The link between vitamins in the diet and quality of life
The diet’s content of vitamin C, vitamin B6, vitamin B12, folic acid, and other vitamins has a positive impact on our mental and physical health and well-being Lack of vitamins may even remedy depression and chronic pain, according to a Japanese study of seniors. The number of seniors worldwide is increasing with more and more people being affected by physical and mental disease. Therefore, scientists want to take a closer look at the diet and its influence on quality of life measured by different accounts.
By year 2050, the number of people in the world aged 60 years or older is expected to have increased to 2.1 billion. According to WHO, “Health is a state of complete physical, mental and social well-being and not merely the absence of disease or infirmity”. It is therefore also necessary to assess quality of life from a mental, physical, and social point of view. With that in mind, the new Japanese study focuses on these three parameters and assesses them using different rating scales.

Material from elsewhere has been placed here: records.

use std::collections::HashMap;

use crate::bencoding::Value;
use anyhow::{bail, Result};
use std::str;

#[derive(PartialEq, Debug, Clone)]
pub enum MetainfoFile {
    SingleFile(MetainfoSingleFile),
    MultiFile(MetainfoMultiFile),
}

#[derive(PartialEq, Debug, Clone)]
pub struct MetainfoSingleFile {
    pub name: String, // the filename, purely advisory
    pub length: u64,  // length of the file in bytes
}

#[derive(PartialEq, Debug, Clone)]
pub struct MetainfoMultiFile {
    pub name: String, // the name of the directory in which to store all the files, purely advisory
    pub files: Vec<MultifileFile>, // one entry per file
}

#[derive(PartialEq, Debug, Clone)]
pub struct MultifileFile {
    pub length: u64,       // length of the file in bytes
    pub path: Vec<String>, // path elements, the last one being the file name
}

pub fn get_infodict(
    info_dict: &HashMap<Vec<u8>, Value>,
) -> Result<(u64, Vec<[u8; 20]>, MetainfoFile)> {
    // file / dir name
    let name_string = match info_dict.get(&b"name".to_vec()) {
        Some(Value::Str(name_vec)) => match str::from_utf8(name_vec) {
            Ok(a) => a.to_string(),
            _ => bail!("The .torrent file \"info.name\" kv is not an UTF8 string"),
        },
        _ => bail!("The .torrent file does not contain a valid \"info.name\""),
    };

    // piece length
    let piece_length_i64_value = match info_dict.get(&b"piece length".to_vec()) {
        Some(Value::Int(a)) => a,
        _ => bail!("The .torrent file does not contain a valid \"info.piece length\""),
    };
    if *piece_length_i64_value <= 0 {
        bail!("The .torrent file \"info.piece length\" kv must be > 0");
    }

    // pieces
    let pieces_vec = match info_dict.get(&b"pieces".to_vec()) {
        Some(Value::Str(pieces_byte_vec)) => {
            if pieces_byte_vec.len() % 20 != 0 {
                bail!(
                    "The .torrent file contains \"info.pieces\" that is not a string of length divisible by 20"
                );
            }
            let mut pieces_vec = Vec::new();
            for p in (0..pieces_byte_vec.len()).step_by(20) {
                let mut piece: [u8; 20] = [0; 20];
                piece.clone_from_slice(&pieces_byte_vec[p..p + 20]);
                pieces_vec.push(piece);
            }
            pieces_vec
        }
        _ => bail!("The .torrent file does not contain a valid \"info.pieces\""),
    };
    if pieces_vec.is_empty() {
        bail!("The .torrent file contains an empty \"info.pieces\"");
    }

    // file / files
    let metainfo_file;
    if let Some(Value::Int(a)) = info_dict.get(&b"length".to_vec()) {
        if *a < 0 {
            bail!("The .torrent file \"info.length\" kv cannot be < 0");
        }
        metainfo_file = MetainfoFile::SingleFile(MetainfoSingleFile {
            name: name_string,
            length: *a as u64,
        });
    } else if let Some(Value::List(files_list)) = info_dict.get(&b"files".to_vec()) {
        if files_list.is_empty() {
            bail!("The .torrent file \"info.files\" kv is an empty list");
        }
        let mut files = Vec::new();
        for f in files_list {
            let entry = match f {
                Value::Dict(a, _, _) => a,
                _ => {
                    bail!("The .torrent file \"info.files\" kv has an entry that is not a dict")
                }
            };

            // length
            let entry_length = match entry.get(&b"length".to_vec()) {
                Some(Value::Int(a)) => a,
                _ => bail!(
                    "The .torrent file \"info.files\" kv has an entry that has no valid \"length\""
                ),
            };
            if *entry_length < 0 {
                bail!(
                    "The .torrent file \"info.files\" kv has an entry with \"length\" that is < 0"
                );
            }

            // path
            let entry_path_value_list = match entry.get(&b"path".to_vec()) {
                Some(Value::List(a)) => a,
                _ => bail!(
                    "The .torrent file \"info.files\" kv has an entry that has no valid \"path\""
                ),
            };
            if entry_path_value_list.is_empty() {
                bail!("The .torrent file \"info.files\" kv has an entry with an empty \"path\"");
            }
            let mut entry_path_list = Vec::new();
            for e in entry_path_value_list {
                let p = match e {
                    Value::Str(a) => match str::from_utf8(a) {
                        Ok(a) => a.to_string(),
                        _ => bail!(
                            "The .torrent file \"info.files\" kv has an entry with \"path\" with an element that is not an UTF8 string"
                        ),
                    },
                    _ => bail!(
                        "The .torrent file \"info.files\" kv has an entry with \"path\" with an element that is not a string"
                    ),
                };
                entry_path_list.push(p);
            }

            files.push(MultifileFile {
                length: *entry_length as u64,
                path: entry_path_list,
            })
        }
        metainfo_file = MetainfoFile::MultiFile(MetainfoMultiFile {
            name: name_string,
            files,
        })
    } else {
        bail!(
            "The .torrent file does not contain either a valid \"info.length\" or a \"info.files\""
        );
    }

    Ok((*piece_length_i64_value as u64, pieces_vec, metainfo_file))
}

It is already known that quality of life is affected by a number of different environmental and lifestyle factors. Earlier studies have even shown that healthy eating habits have a huge impact on our physical and mental health. Nonetheless, the available information concerning specific vitamins’ impact on quality of life is limited, which is why the Japanese scientists took a closer look at this in their new study.
Study material and methods
The scientists used data from an earlier Japanese study (the Shika study). The analyses included more than 3,000 people aged 40-99 years with an even number of men and women. The scientists used a health survey named SF-36 (The Short Form-36 Health Survey) that is not limited to specific diseases and evaluates quality of life using a physical score, a mental score, and a social score.
The participants were asked to fill in questionnaires about their eating habits for an entire month. The questions looked specifically at their consumption of 58 different foods, including rice, fish, and meat plus beverages with or without alcohol.
Based on the answers, the researchers were able to calculate the individual participant’s intake of energy (calories), protein, carbohydrate, fats, and the following vitamins: Pure vitamin A (retinol), beta-carotene (a precursor of vitamin A), vitamin D, vitamin E, vitamin K, vitamin B1, vitamin B2, vitamin B3 (niacin), vitamin B6, vitamin B12, folic acid (vitamin B9), pantothenic acid, and vitamin C. The scientists only looked at dietary vitamins, not vitamins from supplements. Participants with too low daily calorie intake (less than 600 kcal/day) or too high calorie intake (over 4,000 kcal/day) were excluded from the analysis, as this could skew the results.
Vitamins and quality of life
It turned out that women with a low score in terms of mental quality of life consumed significantly lower quantities of niacin and vitamin B6 compared to women that scored higher in terms of mental quality of life. There was generally a positive relation between female intake of niacin, vitamin B6, folic acid, and vitamin C and the score on the mental scale. Men with a lower score in terms of mental quality of life consumed less vitamin B2. Other than that, however, there was no clear relation between men’s vitamin intake and their score on the mental scale.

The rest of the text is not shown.